§ **GOAL OF THE EXERCISE**: Give back the full listing exactly as written.

§ **RECORDS FOR THE TASK**:
((

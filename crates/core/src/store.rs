// Copyright (C) 2026 The Hemolink Authors
// Use of this source code is governed by an MIT-style
// license that can be found in the LICENSE file or at
// https://opensource.org/licenses/MIT.

//! The document store port.
//!
//! The engine never talks to a database directly. Every read and write goes
//! through [`DonationStore`], and each method call is one round trip: callers
//! must not assume two calls are observed atomically by anyone else. The only
//! atomic multi-field write is [`DonationStore::compare_and_update_request`].

use crate::live::ChangeEvent;
use async_trait::async_trait;
use hemolink_domain::{
    BloodRequest, BloodType, DonationId, DonationRecord, DonationStatus, Fulfillment,
    NewBloodRequest, NewDonation, RequestId, RequestStatus, UserId, UserProfile,
};
use std::collections::BTreeSet;
use time::OffsetDateTime;
use tokio::sync::broadcast;

/// Errors reported by a store implementation.
#[derive(Debug, Clone, PartialEq, Eq)]
pub enum StoreError {
    /// The store was unreachable, busy, or timed out. Retrying may succeed.
    Unavailable(String),
    /// The store rejected the operation or returned unusable data.
    Backend(String),
}

impl StoreError {
    /// Returns true if the failure is transient.
    #[must_use]
    pub const fn is_transient(&self) -> bool {
        matches!(self, Self::Unavailable(_))
    }
}

impl std::fmt::Display for StoreError {
    fn fmt(&self, f: &mut std::fmt::Formatter<'_>) -> std::fmt::Result {
        match self {
            Self::Unavailable(msg) => write!(f, "store unavailable: {msg}"),
            Self::Backend(msg) => write!(f, "store error: {msg}"),
        }
    }
}

impl std::error::Error for StoreError {}

/// A conditional write of the mutable request fields.
///
/// The store applies it only if the request's revision still equals
/// `expected_revision`, and bumps the revision when it does.
#[derive(Debug, Clone, PartialEq, Eq)]
pub struct RequestUpdate {
    /// The request to update.
    pub request_id: RequestId,
    /// The revision the update was computed from.
    pub expected_revision: i64,
    /// New remaining quantity.
    pub quantity: u32,
    /// New status.
    pub status: RequestStatus,
    /// New donor list.
    pub matched_donors: Vec<UserId>,
    /// Modification time.
    pub updated_at: OffsetDateTime,
}

impl RequestUpdate {
    /// Builds the update that records `fulfillment` against `request`.
    #[must_use]
    pub fn from_fulfillment(
        request: &BloodRequest,
        fulfillment: &Fulfillment,
        at: OffsetDateTime,
    ) -> Self {
        Self {
            request_id: request.request_id,
            expected_revision: request.revision,
            quantity: fulfillment.new_quantity,
            status: fulfillment.new_status,
            matched_donors: fulfillment.matched_donors.clone(),
            updated_at: at,
        }
    }

    /// Builds an update that only changes the status of `request`.
    #[must_use]
    pub fn status_change(
        request: &BloodRequest,
        status: RequestStatus,
        at: OffsetDateTime,
    ) -> Self {
        Self {
            request_id: request.request_id,
            expected_revision: request.revision,
            quantity: request.quantity,
            status,
            matched_donors: request.matched_donors.clone(),
            updated_at: at,
        }
    }
}

/// Result of a compare-and-update.
#[derive(Debug, Clone, PartialEq, Eq)]
pub enum UpdateResult {
    /// The update was applied. Carries the request as written.
    Applied(BloodRequest),
    /// The revision moved on. Nothing was written.
    Conflict,
    /// The request does not exist.
    NotFound,
}

/// Point reads, filtered queries, a compare-and-update primitive for
/// requests, and a change feed.
#[async_trait]
pub trait DonationStore: Send + Sync + 'static {
    /// Reads one profile.
    async fn get_profile(&self, user_id: &UserId) -> Result<Option<UserProfile>, StoreError>;

    /// Lists every profile.
    async fn list_profiles(&self) -> Result<Vec<UserProfile>, StoreError>;

    /// Lists available donors whose blood type is in `blood_types`.
    async fn list_available_donors(
        &self,
        blood_types: &BTreeSet<BloodType>,
    ) -> Result<Vec<UserProfile>, StoreError>;

    /// Inserts or replaces a profile, keeping its donation counters.
    async fn upsert_profile(&self, profile: &UserProfile) -> Result<(), StoreError>;

    /// Increments `total_donations`, sets `last_donation_date` and marks the
    /// donor unavailable. Returns false if the profile does not exist.
    async fn record_donor_donation(
        &self,
        donor_id: &UserId,
        at: OffsetDateTime,
    ) -> Result<bool, StoreError>;

    /// Sets a donor's availability. Returns false if the profile does not exist.
    async fn set_donor_availability(
        &self,
        donor_id: &UserId,
        available: bool,
    ) -> Result<bool, StoreError>;

    /// Creates a request in the `open` status.
    async fn create_request(
        &self,
        request: &NewBloodRequest,
        at: OffsetDateTime,
    ) -> Result<BloodRequest, StoreError>;

    /// Reads one request at its current revision.
    async fn get_request(&self, request_id: RequestId) -> Result<Option<BloodRequest>, StoreError>;

    /// Lists requests, optionally restricted to one status.
    async fn list_requests(
        &self,
        status: Option<RequestStatus>,
    ) -> Result<Vec<BloodRequest>, StoreError>;

    /// Atomically applies `update` if the request is still at the expected revision.
    async fn compare_and_update_request(
        &self,
        update: &RequestUpdate,
    ) -> Result<UpdateResult, StoreError>;

    /// Appends a donation record with status `offered`.
    async fn insert_donation(&self, donation: &NewDonation)
    -> Result<DonationRecord, StoreError>;

    /// Reads one donation record.
    async fn get_donation(
        &self,
        donation_id: DonationId,
    ) -> Result<Option<DonationRecord>, StoreError>;

    /// Sets the status of a donation record.
    async fn update_donation_status(
        &self,
        donation_id: DonationId,
        status: DonationStatus,
        at: OffsetDateTime,
    ) -> Result<Option<DonationRecord>, StoreError>;

    /// Lists a donor's donation records.
    async fn list_donations_for_donor(
        &self,
        donor_id: &UserId,
    ) -> Result<Vec<DonationRecord>, StoreError>;

    /// Subscribes to committed changes.
    fn changes(&self) -> broadcast::Receiver<ChangeEvent>;
}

))

§ **RESPONSE BOX**:
filename crates/core/src/store.rs
// Copyright (C) 2026 The Hemolink Authors
// Use of this source code is governed by an MIT-style
// license that can be found in the LICENSE file or at
// https://opensource.org/licenses/MIT.

//! The document store port.
//!
//! The engine never talks to a database directly. Every read and write goes
//! through [`DonationStore`], and each method call is one round trip: callers
//! must not assume two calls are observed atomically by anyone else. The only
//! atomic multi-field write is [`DonationStore::compare_and_update_request`].

use crate::live::ChangeEvent;
use async_trait::async_trait;
use hemolink_domain::{
    BloodRequest, BloodType, DonationId, DonationRecord, DonationStatus, Fulfillment,
    NewBloodRequest, NewDonation, RequestId, RequestStatus, UserId, UserProfile,
};
use std::collections::BTreeSet;
use time::OffsetDateTime;
use tokio::sync::broadcast;

/// Errors reported by a store implementation.
#[derive(Debug, Clone, PartialEq, Eq)]
pub enum StoreError {
    /// The store was unreachable, busy, or timed out. Retrying may succeed.
    Unavailable(String),
    /// The store rejected the operation or returned unusable data.
    Backend(String),
}

impl StoreError {
    /// Returns true if the failure is transient.
    #[must_use]
    pub const fn is_transient(&self) -> bool {
        matches!(self, Self::Unavailable(_))
    }
}

impl std::fmt::Display for StoreError {
    fn fmt(&self, f: &mut std::fmt::Formatter<'_>) -> std::fmt::Result {
        match self {
            Self::Unavailable(msg) => write!(f, "store unavailable: {msg}"),
            Self::Backend(msg) => write!(f, "store error: {msg}"),
        }
    }
}

impl std::error::Error for StoreError {}

/// A conditional write of the mutable request fields.
///
/// The store applies it only if the request's revision still equals
/// `expected_revision`, and bumps the revision when it does.
#[derive(Debug, Clone, PartialEq, Eq)]
pub struct RequestUpdate {
    /// The request to update.
    pub request_id: RequestId,
    /// The revision the update was computed from.
    pub expected_revision: i64,
    /// New remaining quantity.
    pub quantity: u32,
    /// New status.
    pub status: RequestStatus,
    /// New donor list.
    pub matched_donors: Vec<UserId>,
    /// Modification time.
    pub updated_at: OffsetDateTime,
}

impl RequestUpdate {
    /// Builds the update that records `fulfillment` against `request`.
    #[must_use]
    pub fn from_fulfillment(
        request: &BloodRequest,
        fulfillment: &Fulfillment,
        at: OffsetDateTime,
    ) -> Self {
        Self {
            request_id: request.request_id,
            expected_revision: request.revision,
            quantity: fulfillment.new_quantity,
            status: fulfillment.new_status,
            matched_donors: fulfillment.matched_donors.clone(),
            updated_at: at,
        }
    }

    /// Builds an update that only changes the status of `request`.
    #[must_use]
    pub fn status_change(
        request: &BloodRequest,
        status: RequestStatus,
        at: OffsetDateTime,
    ) -> Self {
        Self {
            request_id: request.request_id,
            expected_revision: request.revision,
            quantity: request.quantity,
            status,
            matched_donors: request.matched_donors.clone(),
            updated_at: at,
        }
    }
}

/// Result of a compare-and-update.
#[derive(Debug, Clone, PartialEq, Eq)]
pub enum UpdateResult {
    /// The update was applied. Carries the request as written.
    Applied(BloodRequest),
    /// The revision moved on. Nothing was written.
    Conflict,
    /// The request does not exist.
    NotFound,
}

/// Point reads, filtered queries, a compare-and-update primitive for
/// requests, and a change feed.
#[async_trait]
pub trait DonationStore: Send + Sync + 'static {
    /// Reads one profile.
    async fn get_profile(&self, user_id: &UserId) -> Result<Option<UserProfile>, StoreError>;

    /// Lists every profile.
    async fn list_profiles(&self) -> Result<Vec<UserProfile>, StoreError>;

    /// Lists available donors whose blood type is in `blood_types`.
    async fn list_available_donors(
        &self,
        blood_types: &BTreeSet<BloodType>,
    ) -> Result<Vec<UserProfile>, StoreError>;

    /// Inserts or replaces a profile, keeping its donation counters.
    async fn upsert_profile(&self, profile: &UserProfile) -> Result<(), StoreError>;

    /// Increments `total_donations`, sets `last_donation_date` and marks the
    /// donor unavailable. Returns false if the profile does not exist.
    async fn record_donor_donation(
        &self,
        donor_id: &UserId,
        at: OffsetDateTime,
    ) -> Result<bool, StoreError>;

    /// Sets a donor's availability. Returns false if the profile does not exist.
    async fn set_donor_availability(
        &self,
        donor_id: &UserId,
        available: bool,
    ) -> Result<bool, StoreError>;

    /// Creates a request in the `open` status.
    async fn create_request(
        &self,
        request: &NewBloodRequest,
        at: OffsetDateTime,
    ) -> Result<BloodRequest, StoreError>;

    /// Reads one request at its current revision.
    async fn get_request(&self, request_id: RequestId) -> Result<Option<BloodRequest>, StoreError>;

    /// Lists requests, optionally restricted to one status.
    async fn list_requests(
        &self,
        status: Option<RequestStatus>,
    ) -> Result<Vec<BloodRequest>, StoreError>;

    /// Atomically applies `update` if the request is still at the expected revision.
    async fn compare_and_update_request(
        &self,
        update: &RequestUpdate,
    ) -> Result<UpdateResult, StoreError>;

    /// Appends a donation record with status `offered`.
    async fn insert_donation(&self, donation: &NewDonation)
    -> Result<DonationRecord, StoreError>;

    /// Reads one donation record.
    async fn get_donation(
        &self,
        donation_id: DonationId,
    ) -> Result<Option<DonationRecord>, StoreError>;

    /// Sets the status of a donation record.
    async fn update_donation_status(
        &self,
        donation_id: DonationId,
        status: DonationStatus,
        at: OffsetDateTime,
    ) -> Result<Option<DonationRecord>, StoreError>;

    /// Lists a donor's donation records.
    async fn list_donations_for_donor(
        &self,
        donor_id: &UserId,
    ) -> Result<Vec<DonationRecord>, StoreError>;

    /// Subscribes to committed changes.
    fn changes(&self) -> broadcast::Receiver<ChangeEvent>;
}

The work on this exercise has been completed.